Le feu et l’air subissent l’action du Soleil, l’eau et la terre celle de la Lune. Il est, en effet, deux raisons pour lesquelles le gouvernement des luminaires sur les choses de ce monde est plus manifeste que celui des étoiles. La première de ces causes concerne seulement le Soleil ; le Soleil est la plus grande des étoiles ; la Lune, au contraire, est le plus petit des corps célestes ; elle est, aussi, plus petite que la Terre. La seconde, c’est que les étoiles, tout en possédant une lumière, ne rayonnent pas ; aussi leur efficace consiste-t-elle surtout dans leur mouvement ; au contraire, les rayons des luminaires ne sont pas peu efficaces en ce monde ; les forces que, par leur mouvement, les luminaires ont reçu du monde supérieur, c’est par leurs rayons qu’ils les transmettent au monde inférieur ; aussi Hippocrate dit-il que la Lune est la médiatrice entre les corps du monde céleste et les corps du monde inférieur ; c’est par l’intermédiaire de cet astre, assure-t-il, que les forces de ceux-ci sont transmises à ceux-là.

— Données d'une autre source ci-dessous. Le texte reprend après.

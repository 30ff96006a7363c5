//! Core traits for compression and decompression.
//!
//! ## Trait Hierarchy
//!
//! ```text
//! Compressor / Decompressor  (one-shot operations)
//!       ↓
//! Codec  (combined compress + decompress)
//! ```

use crate::error::{Error, Result};
use crate::stats::{CompressionRatio, CompressionStats};

/// One-shot compression operations.
pub trait Compressor {
    /// Short algorithm name, used in logs and statistics.
    fn name(&self) -> &'static str;

    /// Compress data in one shot.
    ///
    /// # Arguments
    /// * `input` - Data to compress
    ///
    /// # Returns
    /// Compressed data as a vector.
    fn compress(&self, input: &[u8]) -> Result<Vec<u8>>;

    /// Compress data into existing buffer.
    ///
    /// # Returns
    /// Number of bytes written to output.
    fn compress_to(&self, input: &[u8], output: &mut [u8]) -> Result<usize> {
        let compressed = self.compress(input)?;
        copy_into(&compressed, output)
    }

    /// Calculate maximum compressed size for input length.
    /// Useful for pre-allocating output buffers.
    fn max_compressed_size(&self, input_len: usize) -> usize;

    /// Get statistics of the most recent compression.
    fn stats(&self) -> Option<CompressionStats> {
        None
    }
}

/// One-shot decompression operations.
pub trait Decompressor {
    /// Short algorithm name, used in logs and statistics.
    fn name(&self) -> &'static str;

    /// Decompress data in one shot.
    fn decompress(&self, input: &[u8]) -> Result<Vec<u8>>;

    /// Decompress data into existing buffer.
    ///
    /// # Returns
    /// Number of bytes written to output.
    fn decompress_to(&self, input: &[u8], output: &mut [u8]) -> Result<usize> {
        let decompressed = self.decompress(input)?;
        copy_into(&decompressed, output)
    }
}

/// Combined codec for both compression and decompression.
pub trait Codec: Compressor + Decompressor {
    /// Create a new codec with default settings.
    fn new() -> Self
    where
        Self: Sized;

    /// Round-trip test: compress then decompress.
    /// Returns true if data matches.
    fn verify_roundtrip(&self, data: &[u8]) -> Result<bool> {
        let compressed = self.compress(data)?;
        let decompressed = self.decompress(&compressed)?;
        Ok(data == decompressed.as_slice())
    }

    /// Get compression ratio for given data.
    fn measure_ratio(&self, data: &[u8]) -> Result<CompressionRatio> {
        let compressed = self.compress(data)?;
        Ok(CompressionRatio::new(data.len(), compressed.len()))
    }
}

fn copy_into(data: &[u8], output: &mut [u8]) -> Result<usize> {
    if data.len() > output.len() {
        return Err(Error::buffer_too_small(data.len(), output.len()));
    }
    output[..data.len()].copy_from_slice(data);
    Ok(data.len())
}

» De même, donc, que le Soleil prévaut lorsqu’il s’agit de tempérer la nature et de composer les choses, de même, la Lune est plus efficace pour gouverner les mouvements des eaux, l’état et les accidents des corps, les germes, les fruits, les odeurs et autres choses de ce genre. De ces effets, nous commencerons l’énumération par les flux et les reflux alternatifs de la mer.

» Comme les accroissements et décroissements de la mer sont divers, il en résulte qu’il règne, dans les diverses nations, au sujet de ce phénomène, des opinions différentes ; ainsi se trouve-t-il des gens pour soutenir qu’il y a flux depuis le moment où les luminaires se séparent jusqu’au moment de l’opposition, et qu’il y a, ensuite, reflux jusqu’à l’instant de la conjonction.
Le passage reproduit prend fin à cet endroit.